Ninja: A Hardware Assisted System for Accelerating Nested Address Translation

Published: 2024, Last Modified: 03 Mar 2025ICCD 2024EveryoneRevisionsBibTeXCC BY-SA 4.0
Abstract: In modern computer systems, the capacity of the translation lookaside buffer (TLB) cannot scale at the same rate as memory capacity. Many workloads, especially those involving large memory, frequently experience TLB misses, making virtual-to-physical address translation a significant performance bottleneck. This issue is even more pronounced on virtualized platforms, such as cloud environments. One major reason for the slow nested or virtualized address translations is that current virtualized systems organize page tables in a multilevel tree structure that is accessed sequentially. As a result, a nested translation may require up to twenty-four sequential memory accesses. To address this challenge, this paper introduces Ninja, a novel hardware-assisted guest page table (gPT) management approach. Ninja leverages hardware to transparently replace the guest physical address (gPA) in frequently accessed gPT entries with the corresponding host physical address (hPA) in the caches. Consequently, Ninja directly offers the guest page table walker with the hPA of the gPT frames, bypassing the traditional gPA⇒hPA translation, thus eliminating the need for nested TLB (NTLB) lookups and significantly reducing the number of nested page table walks.

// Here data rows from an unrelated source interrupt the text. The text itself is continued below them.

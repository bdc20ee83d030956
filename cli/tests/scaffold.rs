//! # dirkit CLI Scaffold Integration Tests
//!
//! File: cli/tests/scaffold.rs
//!
//! ## Overview
//!
//! Runs `dirkit scaffold` inside temporary directories and checks the files
//! on disk and the progress report, including the idempotent second run.
//!

mod common;
use common::*;
use predicates::prelude::*;
use std::fs;
use std::path::Path;
use tempfile::tempdir;
use walkdir::WalkDir;

/// Folders and files in the built-in skeleton.
const EXPECTED_FOLDERS: usize = 7;
const EXPECTED_FILES: usize = 12;

/// Counts (folders, files) below `base`, excluding `base` itself.
fn count_entries(base: &Path) -> (usize, usize) {
    WalkDir::new(base)
        .min_depth(1)
        .into_iter()
        .filter_map(|entry| entry.ok())
        .fold((0, 0), |(dirs, files), entry| {
            if entry.file_type().is_dir() {
                (dirs + 1, files)
            } else {
                (dirs, files + 1)
            }
        })
}

/// Relative path, size pairs of everything below `base`, in walk order.
fn snapshot(base: &Path) -> Vec<(String, u64)> {
    WalkDir::new(base)
        .min_depth(1)
        .sort_by_file_name()
        .into_iter()
        .filter_map(|entry| entry.ok())
        .map(|entry| {
            let rel = entry
                .path()
                .strip_prefix(base)
                .unwrap()
                .to_string_lossy()
                .into_owned();
            let len = entry.metadata().map(|m| m.len()).unwrap_or(0);
            (rel, len)
        })
        .collect()
}

#[test]
fn test_scaffold_creates_skeleton() {
    let work_dir = tempdir().expect("Failed to create temp dir");

    let output = dirkit_cmd()
        .arg("scaffold")
        .current_dir(work_dir.path())
        .assert()
        .success()
        .stdout(
            predicate::str::contains("Creating project structure in:")
                .and(predicate::str::contains("✓ Created folder:"))
                .and(predicate::str::contains("✓ Project structure creation complete!")),
        )
        .get_output()
        .stdout
        .clone();

    let stdout = String::from_utf8(output).unwrap();
    assert_eq!(stdout.matches("✓ Created folder: ").count(), EXPECTED_FOLDERS);
    assert_eq!(stdout.matches("✓ Created file: ").count(), EXPECTED_FILES);

    assert_eq!(
        count_entries(work_dir.path()),
        (EXPECTED_FOLDERS, EXPECTED_FILES)
    );
    let header = work_dir.path().join("src/components/Header.tsx");
    assert_eq!(fs::metadata(header).unwrap().len(), 0);
}

#[test]
fn test_scaffold_is_idempotent() {
    let work_dir = tempdir().expect("Failed to create temp dir");
    dirkit_cmd()
        .arg("scaffold")
        .current_dir(work_dir.path())
        .assert()
        .success();
    fs::write(
        work_dir.path().join("src/utils/helpers.ts"),
        "export const noop = () => {};",
    )
    .unwrap();
    let before = snapshot(work_dir.path());

    let output = dirkit_cmd()
        .arg("scaffold")
        .current_dir(work_dir.path())
        .assert()
        .success()
        .stdout(predicate::str::contains("✓ Created").not())
        .get_output()
        .stdout
        .clone();

    let stdout = String::from_utf8(output).unwrap();
    assert_eq!(
        stdout.matches("- Folder already exists: ").count(),
        EXPECTED_FOLDERS
    );
    assert_eq!(
        stdout.matches("- File already exists: ").count(),
        EXPECTED_FILES
    );
    assert_eq!(snapshot(work_dir.path()), before);
}

#[test]
fn test_scaffold_fails_when_file_blocks_folder() {
    let work_dir = tempdir().expect("Failed to create temp dir");
    fs::write(work_dir.path().join("src"), "occupied").unwrap();

    dirkit_cmd()
        .arg("scaffold")
        .current_dir(work_dir.path())
        .assert()
        .failure()
        .code(1)
        .stderr(predicate::str::contains("not a directory"));
}
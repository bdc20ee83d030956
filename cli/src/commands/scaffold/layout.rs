//! # dirkit Scaffold Layout Descriptor
//!
//! File: cli/src/commands/scaffold/layout.rs
//!
//! ## Overview
//!
//! A structure descriptor is a static tree of folders. Each folder holds
//! either more folders or a flat list of file names, never both. The tree is
//! built from `const` data so the shape of the built-in skeleton is checked
//! at compile time.
//!
//! ```rust
//! const LAYOUT: &[Folder] = &[Folder::nested(
//!     "src",
//!     &[Folder::files("utils", &["helpers.ts"])],
//! )];
//! ```
//!

/// A single folder in a structure descriptor.
#[derive(Debug, Clone, Copy, PartialEq, Eq)]
pub struct Folder {
    /// Folder name, created directly under its parent.
    pub name: &'static str,
    /// What the folder contains.
    pub contents: Contents,
}

/// Contents of a descriptor folder.
#[derive(Debug, Clone, Copy, PartialEq, Eq)]
pub enum Contents {
    /// Nested folders, each materialized recursively.
    Folders(&'static [Folder]),
    /// Empty files created directly inside the folder, in order.
    Files(&'static [&'static str]),
}

impl Folder {
    /// A folder containing other folders.
    pub const fn nested(name: &'static str, children: &'static [Folder]) -> Self {
        Self {
            name,
            contents: Contents::Folders(children),
        }
    }

    /// A folder containing empty files.
    pub const fn files(name: &'static str, files: &'static [&'static str]) -> Self {
        Self {
            name,
            contents: Contents::Files(files),
        }
    }
}

/// Folder and file totals for a descriptor.
#[derive(Debug, Clone, Copy, Default, PartialEq, Eq)]
pub struct LayoutStats {
    pub folders: usize,
    pub files: usize,
}

/// Counts every folder and file a descriptor would create.
pub fn stats(layout: &[Folder]) -> LayoutStats {
    layout.iter().fold(LayoutStats::default(), |acc, folder| {
        let inner = match folder.contents {
            Contents::Folders(children) => stats(children),
            Contents::Files(files) => LayoutStats {
                folders: 0,
                files: files.len(),
            },
        };
        LayoutStats {
            folders: acc.folders + 1 + inner.folders,
            files: acc.files + inner.files,
        }
    })
}

/// The front-end project skeleton materialized by `dirkit scaffold`.
pub const PROJECT_LAYOUT: &[Folder] = &[Folder::nested(
    "src",
    &[
        Folder::files(
            "components",
            &["Header.tsx", "SearchBar.tsx", "NoteCard.tsx", "FolderCard.tsx"],
        ),
        Folder::files(
            "screens",
            &[
                "NotesListScreen.tsx",
                "FolderExplorerScreen.tsx",
                "NoteEditorScreen.tsx",
            ],
        ),
        Folder::files("context", &["AppContext.tsx"]),
        Folder::files("services", &["StorageService.ts", "SyncService.ts"]),
        Folder::files("theme", &["colors.ts"]),
        Folder::files("utils", &["helpers.ts"]),
    ],
)];
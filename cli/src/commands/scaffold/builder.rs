//! # dirkit Scaffold Builder
//!
//! File: cli/src/commands/scaffold/builder.rs
//!
//! ## Overview
//!
//! Materializes a structure descriptor on disk. Every folder and file is
//! created only when missing and each one produces exactly one report line,
//! so a second run over the same base path changes nothing and reports every
//! entry as already existing.
//!
//! Errors are not caught: the first filesystem failure aborts the run and
//! whatever was created before it stays on disk.
//!
use super::layout::{Contents, Folder};
use crate::common::fs::io::{self, Presence};
use crate::core::error::{DirkitError, Result};
use anyhow::Context;
use std::io::Write;
use std::path::Path;
use tracing::debug;

/// # Ensure Structure (`ensure_structure`)
///
/// Ensures every folder and file described by `layout` exists under `base`,
/// walking the descriptor depth-first in declaration order.
///
/// ## Arguments
///
/// * `base` - Directory the top-level folders of `layout` are created in.
/// * `layout` - The folders to materialize, each holding either nested
///   folders or file names.
/// * `out` - Sink for the progress report, one line per folder or file.
///
/// ## Returns
///
/// * `Result<()>` - `Ok(())` once every entry exists. Returns an `Err` if a
///   descriptor name is not a plain single path component, if a folder path
///   is occupied by a regular file, or if any create or report write fails.
pub fn ensure_structure(base: &Path, layout: &[Folder], out: &mut dyn Write) -> Result<()> {
    for folder in layout {
        // 1. The folder itself.
        check_entry_name(folder.name)?;
        let folder_path = base.join(folder.name);

        let status = match io::ensure_dir_exists(&folder_path)? {
            Presence::Created => "✓ Created folder",
            Presence::Existing => "- Folder already exists",
        };
        writeln!(out, "{}: {}", status, folder_path.display())
            .context("Failed to write scaffold progress")?;

        // 2. Its contents: either more folders or empty files.
        match folder.contents {
            Contents::Folders(children) => {
                debug!(
                    "Descending into '{}' ({} nested folders)",
                    folder_path.display(),
                    children.len()
                );
                ensure_structure(&folder_path, children, out)?;
            }
            Contents::Files(files) => {
                for file in files {
                    check_entry_name(file)?;
                    let file_path = folder_path.join(file);
                    let status = match io::ensure_empty_file(&file_path)? {
                        Presence::Created => "✓ Created file",
                        Presence::Existing => "- File already exists",
                    };
                    writeln!(out, "{}: {}", status, file_path.display())
                        .context("Failed to write scaffold progress")?;
                }
            }
        }
    }
    Ok(())
}

/// # Check Entry Name (`check_entry_name`)
///
/// Rejects names that would not land directly inside their parent folder.
///
/// ## Arguments
///
/// * `name` - A folder or file name taken from the descriptor.
///
/// ## Returns
///
/// * `Result<()>` - `Ok(())` for a plain name, otherwise an `Err` wrapping
///   `DirkitError::Layout` for empty names, `.`/`..`, or names containing
///   `/` or `\`.
fn check_entry_name(name: &str) -> Result<()> {
    let reason = if name.is_empty() {
        "names must not be empty"
    } else if name == "." || name == ".." {
        "names must not refer to the current or parent directory"
    } else if name.contains(['/', '\\']) {
        "names must not contain path separators"
    } else {
        return Ok(());
    };
    anyhow::bail!(DirkitError::Layout {
        name: name.to_string(),
        reason: reason.to_string(),
    })
}
//! # dirkit Tree Command
//!
//! File: cli/src/commands/tree/mod.rs
//!
//! ## Overview
//!
//! Implements `dirkit tree`, a read-only directory visualizer. It prints the
//! subtree under a root with tree connectors, file sizes, `[IGNORED]` markers
//! for skipped directory names, and an optional depth limit.
//!
//! ## Architecture
//!
//! - `TreeArgs`: Clap arguments, each with an environment-variable fallback.
//! - `TreeArgs::into_options`: Merges the flags over the in-code defaults from `core::config`.
//! - `handle_tree`: Prints the scanner banner and streams the rendering to stdout.
//! - `printer`: The renderer itself.
//!
//! ## Examples
//!
//! ```bash
//! # Current directory, default ignore list, unlimited depth
//! dirkit tree
//!
//! # Two levels of ~/code, including dotfiles, ignoring only `target`
//! dirkit tree --root ~/code --max-depth 2 --show-hidden --ignore target
//!
//! # Several names at once
//! dirkit tree --ignore node_modules,dist --ignore .cache
//! ```
//!
use crate::common::ui::format::{rule, TREE_RULE_WIDTH};
use crate::core::config::{TreeOptions, DEFAULT_ROOT};
use crate::core::error::Result;
use clap::Parser;
use std::io::{self, Write};
use std::path::PathBuf;
use tracing::debug;

pub mod printer;

/// # Tree Arguments (`TreeArgs`)
///
/// Flags for `dirkit tree`. Anything not given falls back to the
/// corresponding environment variable, then to the in-code default.
#[derive(Parser, Debug)]
pub struct TreeArgs {
    /// Directory to render. A leading `~` is expanded.
    #[arg(long, env = "DIRKIT_ROOT", default_value = DEFAULT_ROOT)]
    root: PathBuf,

    /// Number of directory levels to list (at least 1). Unlimited when omitted.
    #[arg(long, env = "DIRKIT_MAX_DEPTH")]
    max_depth: Option<usize>,

    /// Include entries whose names start with '.'.
    #[arg(long)]
    show_hidden: bool,

    /// Directory names to show but not expand. Comma-separated and repeatable;
    /// replaces the default list. Pass `--ignore ""` to ignore nothing.
    #[arg(long, env = "DIRKIT_IGNORE", value_delimiter = ',')]
    ignore: Option<Vec<String>>,
}

impl TreeArgs {
    /// Applies the parsed flags on top of `TreeOptions::default()`.
    pub fn into_options(self) -> TreeOptions {
        let options = TreeOptions {
            root: self.root,
            max_depth: self.max_depth,
            show_hidden: self.show_hidden,
            ..TreeOptions::default()
        };
        match self.ignore {
            Some(names) => options.with_ignores(names),
            None => options,
        }
    }
}

/// # Handle Tree Command (`handle_tree`)
///
/// Prints the scanner banner followed by the rendered tree on stdout.
///
/// ## Returns
///
/// * `Result<()>` - `Ok(())` after the footer is printed; an error if the
///   options are invalid, the root cannot be resolved, or an unrecoverable
///   filesystem error occurs mid-walk.
pub fn handle_tree(args: TreeArgs) -> Result<()> {
    let options = args.into_options();
    debug!("Tree options: {:?}", options);

    let stdout = io::stdout();
    let mut out = stdout.lock();
    writeln!(out, "📂 Directory Structure Scanner")?;
    writeln!(out, "{}", rule('=', TREE_RULE_WIDTH))?;

    printer::render_tree(&options, &mut out)?;
    out.flush()?;
    Ok(())
}
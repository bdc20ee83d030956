//! # dirkit Error Types
//!
//! File: cli/src/core/error.rs
//!
//! ## Overview
//!
//! This module defines the error types used throughout dirkit. Failures are
//! fatal by default: they travel up to `main`, which prints them and exits
//! with a non-zero status. The only recoverable conditions (permission-denied
//! listings and unreadable file sizes) are handled inline by the tree walker
//! and never become errors.
//!
//! ## Architecture
//!
//! The error system consists of two main components:
//! - `DirkitError`: A custom error enum using `thiserror` for specific error types
//! - `Result<T>`: A type alias for `anyhow::Result<T>` for flexible error handling
//!
//! ## Examples
//!
//! ```rust
//! // Return a specific error type
//! if !root.exists() {
//!     return Err(DirkitError::PathNotFound { path: root.display().to_string() })?;
//! }
//!
//! // Add context to errors using anyhow
//! let entries = fs::read_dir(&dir)
//!     .with_context(|| format!("Failed to list directory: {}", dir.display()))?;
//! ```
//!
use thiserror::Error;

/// Custom error type for the dirkit application.
#[derive(Error, Debug)]
pub enum DirkitError {
    #[error("Configuration error: {0}")]
    Config(String),

    #[error("Filesystem error: {0}")]
    FileSystem(String),

    #[error("Path '{path}' does not exist.")]
    PathNotFound { path: String },

    #[error("Path '{path}' is not a directory.")]
    NotADirectory { path: String },

    /// A structure descriptor entry that cannot be materialized safely.
    #[error("Invalid layout entry '{name}': {reason}")]
    Layout { name: String, reason: String },
}

/// Type alias for Result using anyhow::Error for broad compatibility.
pub type Result<T> = anyhow::Result<T>;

Our design ensures that, from the guest operating system's perspective, the gPT entries still contain gPA, maintaining software transparency. In contrast to software-based shadow paging methods, Ninja eliminates VM-exit overhead and additional DRAM usage. Furthermore, in comparison to other cache-based optimization techniques, Ninja does not incur any additional cache occupancy. Evaluations show that Ninja outperforms the hardware-assisted scheme in modern CPUs by 17%. In comparison to the state-of-the-art Victima design, Ninja also achieves 8.5 % speedup.